Mon paysage est sans ciel.

Je ne sais pas vraiment expliquer comment la pratique de la photographie est passée du statut de simple passe-temps à celui d'activité nécessaire à mon équilibre intérieur, de besoin quasiment viscéral. Par un encrage lent et continu, par la multiplication des discussions avec d'autres photographes, par le partage de mes images et de mes textes puis par l'arrivée de projets d'expositions, la photo est devenue au fil du temps quelque chose qui me définit partiellement.


Je suppose que le doute est inhérent à toute activité de création et je me trouve plongé régulièrement dans des abimes de perplexité, m'interrogeant fréquemment sur ma capacité à faire des images ayant du sens, sur ma capacité à me renouveler et à trouver une voix dans un monde où le numérique a transformé chaque possesseur de smartphone en photographe permanent. Internet offre un flot continu et démesuré sur la production artistique, qu'elle soit photographique ou non, et trouver un minimum d'originalité est devenu une gageure.


Un adage veut que "quand je me regarde je me désole, quand je me compare je me console". En l'espèce, la comparaison est un piège qui attire comme un aimant vers une forme de plagia au risque de perdre son propre filon. Ici, la recherche d'originalité est une quête quasiment perdue d'avance et s'il est difficile de s'extraire totalement d'une forme d'inspiration plus ou moins consciente, il me semble impératif de tracer un sillon dans lequel je me sens à mon aise et de produire des images qui me ressemblent et qui m'inspirent plutôt que de faire des photos qui ressemblent à celles des autres, fussent-elles de qualité.

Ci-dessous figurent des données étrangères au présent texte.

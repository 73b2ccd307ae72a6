//! Well-known vocabulary IRIs

/// RDF vocabulary
pub mod rdf {
    pub const NS: &str = "http://www.w3.org/1999/02/22-rdf-syntax-ns#";
    pub const TYPE: &str = "http://www.w3.org/1999/02/22-rdf-syntax-ns#type";
    pub const FIRST: &str = "http://www.w3.org/1999/02/22-rdf-syntax-ns#first";
    pub const REST: &str = "http://www.w3.org/1999/02/22-rdf-syntax-ns#rest";
    pub const NIL: &str = "http://www.w3.org/1999/02/22-rdf-syntax-ns#nil";
    pub const LANG_STRING: &str = "http://www.w3.org/1999/02/22-rdf-syntax-ns#langString";
}

/// XML Schema datatypes
pub mod xsd {
    /// Namespace used for datatype IRIs in RDF
    pub const NS: &str = "http://www.w3.org/2001/XMLSchema#";
    /// Namespace of the schema document itself (no trailing `#`)
    pub const SCHEMA_NS: &str = "http://www.w3.org/2001/XMLSchema";
    pub const STRING: &str = "http://www.w3.org/2001/XMLSchema#string";
    pub const INTEGER: &str = "http://www.w3.org/2001/XMLSchema#integer";
    pub const DECIMAL: &str = "http://www.w3.org/2001/XMLSchema#decimal";
    pub const DOUBLE: &str = "http://www.w3.org/2001/XMLSchema#double";
    pub const BOOLEAN: &str = "http://www.w3.org/2001/XMLSchema#boolean";
}

/// SHACL core vocabulary
pub mod sh {
    pub const NS: &str = "http://www.w3.org/ns/shacl#";
    pub const NODE_SHAPE: &str = "http://www.w3.org/ns/shacl#NodeShape";
    pub const PROPERTY_SHAPE: &str = "http://www.w3.org/ns/shacl#PropertyShape";
    pub const NAME: &str = "http://www.w3.org/ns/shacl#name";
    pub const NODE: &str = "http://www.w3.org/ns/shacl#node";
    pub const XONE: &str = "http://www.w3.org/ns/shacl#xone";
    pub const OR: &str = "http://www.w3.org/ns/shacl#or";
    pub const PROPERTY: &str = "http://www.w3.org/ns/shacl#property";
    pub const TARGET_CLASS: &str = "http://www.w3.org/ns/shacl#targetClass";
    pub const PATH: &str = "http://www.w3.org/ns/shacl#path";
    pub const DATATYPE: &str = "http://www.w3.org/ns/shacl#datatype";
    pub const MIN_COUNT: &str = "http://www.w3.org/ns/shacl#minCount";
    pub const MAX_COUNT: &str = "http://www.w3.org/ns/shacl#maxCount";
    pub const IN: &str = "http://www.w3.org/ns/shacl#in";
    pub const PATTERN: &str = "http://www.w3.org/ns/shacl#pattern";
    pub const MIN_EXCLUSIVE: &str = "http://www.w3.org/ns/shacl#minExclusive";
    pub const MAX_EXCLUSIVE: &str = "http://www.w3.org/ns/shacl#maxExclusive";
    pub const MIN_INCLUSIVE: &str = "http://www.w3.org/ns/shacl#minInclusive";
    pub const MAX_INCLUSIVE: &str = "http://www.w3.org/ns/shacl#maxInclusive";
    pub const MIN_LENGTH: &str = "http://www.w3.org/ns/shacl#minLength";
    pub const MAX_LENGTH: &str = "http://www.w3.org/ns/shacl#maxLength";
    pub const LENGTH: &str = "http://www.w3.org/ns/shacl#length";
}
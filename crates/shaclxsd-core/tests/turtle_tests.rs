//! Tests for the Turtle loader

use shaclxsd_core::vocab::{rdf, sh, xsd};
use shaclxsd_core::{parse_turtle, CoreError, GraphStore, ShapeGraph, Term};

const EX: &str = "http://example.org/";

fn ex(local: &str) -> Term {
    Term::iri(format!("{}{}", EX, local))
}

#[test]
fn test_parse_node_shape_with_nested_property() {
    let ttl = r#"
        @prefix sh: <http://www.w3.org/ns/shacl#> .
        @prefix ex: <http://example.org/> .
        @prefix xsd: <http://www.w3.org/2001/XMLSchema#> .

        ex:PersonShape a sh:NodeShape ;
            sh:targetClass ex:Person ;
            sh:property [
                sh:path ex:name ;
                sh:datatype xsd:string ;
                sh:minCount 1 ;
            ] .
    "#;

    let store = parse_turtle(ttl).unwrap();
    assert_eq!(store.len(), 6);

    let shape = ex("PersonShape");
    assert!(store.has_triple(&shape, rdf::TYPE, &Term::iri(sh::NODE_SHAPE)));
    assert_eq!(store.value_of(&shape, sh::TARGET_CLASS), Some(&ex("Person")));

    let property = store.value_of(&shape, sh::PROPERTY).cloned().unwrap();
    assert!(property.is_blank());
    assert_eq!(store.value_of(&property, sh::PATH), Some(&ex("name")));
    assert_eq!(
        store.value_of(&property, sh::DATATYPE),
        Some(&Term::iri(xsd::STRING))
    );
    assert_eq!(
        store.value_of(&property, sh::MIN_COUNT).and_then(Term::as_u64),
        Some(1)
    );
}

#[test]
fn test_prefixes_are_kept_in_declaration_order() {
    let ttl = "@prefix xsd: <http://www.w3.org/2001/XMLSchema#> .\nPREFIX ex: <http://example.org/>\n";
    let store = parse_turtle(ttl).unwrap();

    assert!(store.is_empty());
    assert_eq!(
        store.prefixes(),
        &[
            ("xsd".to_string(), xsd::NS.to_string()),
            ("ex".to_string(), EX.to_string()),
        ]
    );
    assert_eq!(store.prefix_for(xsd::NS), Some("xsd"));
}

#[test]
fn test_collection_expands_to_list_cells() {
    let ttl = r#"
        @prefix ex: <http://example.org/> .
        @prefix sh: <http://www.w3.org/ns/shacl#> .
        ex:s sh:in ( "a" "b" "c" ) .
        ex:t sh:in () .
    "#;
    let store = parse_turtle(ttl).unwrap();

    let mut cell = store.value_of(&ex("s"), sh::IN).cloned().unwrap();
    let mut items = Vec::new();
    while !cell.is_iri(rdf::NIL) {
        items.push(store.value_of(&cell, rdf::FIRST).unwrap().lexical().to_string());
        cell = store.value_of(&cell, rdf::REST).cloned().unwrap();
    }
    assert_eq!(items, vec!["a", "b", "c"]);

    assert_eq!(store.value_of(&ex("t"), sh::IN), Some(&Term::iri(rdf::NIL)));
}

#[test]
fn test_literal_forms() {
    let ttl = r#"
        @prefix ex: <http://example.org/> .
        ex:s ex:p "chat"@fr , true , 2.5 , 1e3 , -7 , "x"^^ex:Custom , "a\"bA" .
    "#;
    let store = parse_turtle(ttl).unwrap();
    let objects = store.all_values_of(&ex("s"), &format!("{}p", EX));

    assert_eq!(
        objects,
        vec![
            &Term::lang_literal("chat", "fr"),
            &Term::typed_literal("true", xsd::BOOLEAN),
            &Term::typed_literal("2.5", xsd::DECIMAL),
            &Term::typed_literal("1e3", xsd::DOUBLE),
            &Term::typed_literal("-7", xsd::INTEGER),
            &Term::typed_literal("x", format!("{}Custom", EX)),
            &Term::literal("a\"bA"),
        ]
    );
}

#[test]
fn test_base_resolution() {
    let ttl = r#"
        @base <http://example.org/shapes/> .
        <Person> a <#Marker> .
    "#;
    let store = parse_turtle(ttl).unwrap();
    let triple = &store.triples()[0];

    assert_eq!(triple.subject, Term::iri("http://example.org/shapes/Person"));
    assert_eq!(triple.object, Term::iri("http://example.org/shapes/#Marker"));
}

#[test]
fn test_relative_iri_without_base_fails() {
    let err = parse_turtle("<Person> a <Thing> .").unwrap_err();
    assert_eq!(err, CoreError::RelativeIri("Person".to_string()));
}

#[test]
fn test_undefined_prefix_reports_line() {
    let ttl = "@prefix ex: <http://example.org/> .\n\nfoo:bar a ex:C .\n";
    let err = parse_turtle(ttl).unwrap_err();

    assert_eq!(
        err,
        CoreError::UndefinedPrefix {
            line: 3,
            prefix: "foo".to_string()
        }
    );
}

#[test]
fn test_missing_dot_is_a_syntax_error() {
    let ttl = "@prefix ex: <http://example.org/> .\nex:a ex:b ex:c\nex:d ex:e ex:f .";
    let err = parse_turtle(ttl).unwrap_err();

    assert!(matches!(err, CoreError::Syntax { line: 3, .. }), "{:?}", err);
}

#[test]
fn test_unrecognized_input_is_a_lex_error() {
    let err = parse_turtle("@prefix ex: <http://example.org/> .\nex:a ex:b ` .").unwrap_err();
    assert!(matches!(err, CoreError::Lex { line: 2, .. }), "{:?}", err);
}

#[test]
fn test_anonymous_subject_statement() {
    let ttl = r#"
        @prefix sh: <http://www.w3.org/ns/shacl#> .
        [ a sh:PropertyShape ; sh:path sh:name ] .
    "#;
    let store = parse_turtle(ttl).unwrap();

    let shapes = store.subjects_of_type(sh::PROPERTY_SHAPE);
    assert_eq!(shapes.len(), 1);
    assert!(shapes[0].is_blank());
}

#[test]
fn test_load_into_merges_documents() {
    let mut store = GraphStore::new();
    shaclxsd_core::load_into(&mut store, "<http://example.org/a> <http://example.org/p> 1 .").unwrap();
    shaclxsd_core::load_into(&mut store, "<http://example.org/a> <http://example.org/p> 2 .").unwrap();
    assert_eq!(store.len(), 2);
}

#[test]
fn test_labelled_and_anonymous_blank_nodes_stay_distinct() {
    let ttl = r#"
        @prefix ex: <http://example.org/> .
        ex:S ex:p [ ex:v "anon" ] .
        ex:S ex:q _:genid0 .
        _:genid0 ex:v "labelled" .
        ex:S ex:r _:b0 .
        _:b0 ex:v "b0" .
    "#;
    let store = parse_turtle(ttl).unwrap();
    let value = format!("{}v", EX);

    let p = store.value_of(&ex("S"), &format!("{}p", EX)).cloned().unwrap();
    let q = store.value_of(&ex("S"), &format!("{}q", EX)).cloned().unwrap();
    let r = store.value_of(&ex("S"), &format!("{}r", EX)).cloned().unwrap();
    assert_ne!(p, q);
    assert_ne!(p, r);
    assert_ne!(q, r);
    assert_eq!(store.all_values_of(&p, &value), vec![&Term::literal("anon")]);
    assert_eq!(store.all_values_of(&q, &value), vec![&Term::literal("labelled")]);
    assert_eq!(store.all_values_of(&r, &value), vec![&Term::literal("b0")]);
}

#[test]
fn test_load_into_keeps_blank_nodes_per_document() {
    let doc = |n: u32| {
        format!(
            r#"
            @prefix ex: <http://example.org/> .
            ex:S{n} ex:p [ ex:v {n} ] ; ex:q _:b0 ; ex:in ( {n} ) .
            _:b0 ex:v {n} .
        "#
        )
    };
    let mut store = GraphStore::new();
    shaclxsd_core::load_into(&mut store, &doc(1)).unwrap();
    shaclxsd_core::load_into(&mut store, &doc(2)).unwrap();

    let value = format!("{}v", EX);
    for predicate in ["p", "q"] {
        let predicate = format!("{}{}", EX, predicate);
        let first = store.value_of(&ex("S1"), &predicate).cloned().unwrap();
        let second = store.value_of(&ex("S2"), &predicate).cloned().unwrap();
        assert_ne!(first, second);
        assert_eq!(store.all_values_of(&first, &value).len(), 1);
        assert_eq!(store.all_values_of(&second, &value).len(), 1);
    }

    let first = store.value_of(&ex("S1"), &format!("{}in", EX)).cloned().unwrap();
    let second = store.value_of(&ex("S2"), &format!("{}in", EX)).cloned().unwrap();
    assert_ne!(first, second);
    assert_eq!(store.all_values_of(&first, rdf::REST), vec![&Term::iri(rdf::NIL)]);
    assert_eq!(store.all_values_of(&second, rdf::REST), vec![&Term::iri(rdf::NIL)]);
}

#[test]
fn test_repeated_label_is_one_node_within_a_document() {
    let ttl = r#"
        @prefix ex: <http://example.org/> .
        ex:a ex:p _:x .
        ex:b ex:p _:x .
    "#;
    let store = parse_turtle(ttl).unwrap();
    let p = format!("{}p", EX);
    assert_eq!(store.value_of(&ex("a"), &p), store.value_of(&ex("b"), &p));
}

#[test]
fn test_dotted_local_names() {
    let ttl = r#"
        @prefix ex: <http://example.org/> .
        ex:s ex:version ex:v1.0 .
        ex:a ex:b ex:c.
    "#;
    let store = parse_turtle(ttl).unwrap();

    assert_eq!(store.value_of(&ex("s"), &format!("{}version", EX)), Some(&ex("v1.0")));
    assert_eq!(store.value_of(&ex("a"), &format!("{}b", EX)), Some(&ex("c")));
}
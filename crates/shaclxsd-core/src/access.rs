//! Read-only lookup interface over a shapes graph

use crate::model::Term;
use crate::store::GraphStore;
use crate::vocab::rdf;

/// Query surface the lowering engine consumes.
///
/// Implementations must return matches in a stable order; output document
/// order is derived from it.
pub trait ShapeGraph {
    /// First object of `(subject, predicate, ?)`
    fn value_of(&self, subject: &Term, predicate: &str) -> Option<&Term>;

    /// Every object of `(subject, predicate, ?)`
    fn all_values_of(&self, subject: &Term, predicate: &str) -> Vec<&Term>;

    fn has_triple(&self, subject: &Term, predicate: &str, object: &Term) -> bool;

    /// Distinct subjects of `(?, rdf:type, class)` in first-seen order
    fn subjects_of_type(&self, class: &str) -> Vec<&Term>;

    /// Whether the graph says anything at all about `subject`
    fn describes(&self, subject: &Term) -> bool;

    /// Namespace the source document bound to `prefix`, if it kept prefixes
    fn prefix_namespace(&self, _prefix: &str) -> Option<&str> {
        None
    }
}

impl ShapeGraph for GraphStore {
    fn value_of(&self, subject: &Term, predicate: &str) -> Option<&Term> {
        self.find_triples(Some(subject), Some(predicate), None)
            .into_iter()
            .next()
            .map(|t| &t.object)
    }

    fn all_values_of(&self, subject: &Term, predicate: &str) -> Vec<&Term> {
        self.find_triples(Some(subject), Some(predicate), None)
            .into_iter()
            .map(|t| &t.object)
            .collect()
    }

    fn has_triple(&self, subject: &Term, predicate: &str, object: &Term) -> bool {
        !self
            .find_triples(Some(subject), Some(predicate), Some(object))
            .is_empty()
    }

    fn subjects_of_type(&self, class: &str) -> Vec<&Term> {
        let class = Term::iri(class);
        let mut subjects: Vec<&Term> = Vec::new();
        for triple in self.find_triples(None, Some(rdf::TYPE), Some(&class)) {
            if !subjects.contains(&&triple.subject) {
                subjects.push(&triple.subject);
            }
        }
        subjects
    }

    fn describes(&self, subject: &Term) -> bool {
        self.has_subject(subject)
    }

    fn prefix_namespace(&self, prefix: &str) -> Option<&str> {
        self.prefixes()
            .iter()
            .find(|(p, _)| p == prefix)
            .map(|(_, ns)| ns.as_str())
    }
}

Je me définis comme un photographe de paysages, mais le domaine photographique que je pratique n'en détermine pas pour autant un style. J'ai réalisé presque par hasard un lien pourtant évident qui reliait une bonne partie de mes images. Lors d'une exposition où je présentais une trentaine de photos, je me suis aperçu qu'une majorité de mes paysages, de manière contre-intuitive, ne présentaient pas de ciel. Cette absence crée des ambiances douces en minimisant le contraste issu de la forte luminosité de l'azur. Il en résulte des images empreintes d'une forme de nostalgie, de sérénité, une poésie distillée par la nuance des tons, les jeux de lumière à travers les feuilles et une subtilité esthétique que je recherche. Comme monsieur Jourdain faisait de la prose sans le savoir, j'avais trouvé un style presque à mon insu, en laissant tout simplement s'exprimer mes émotions.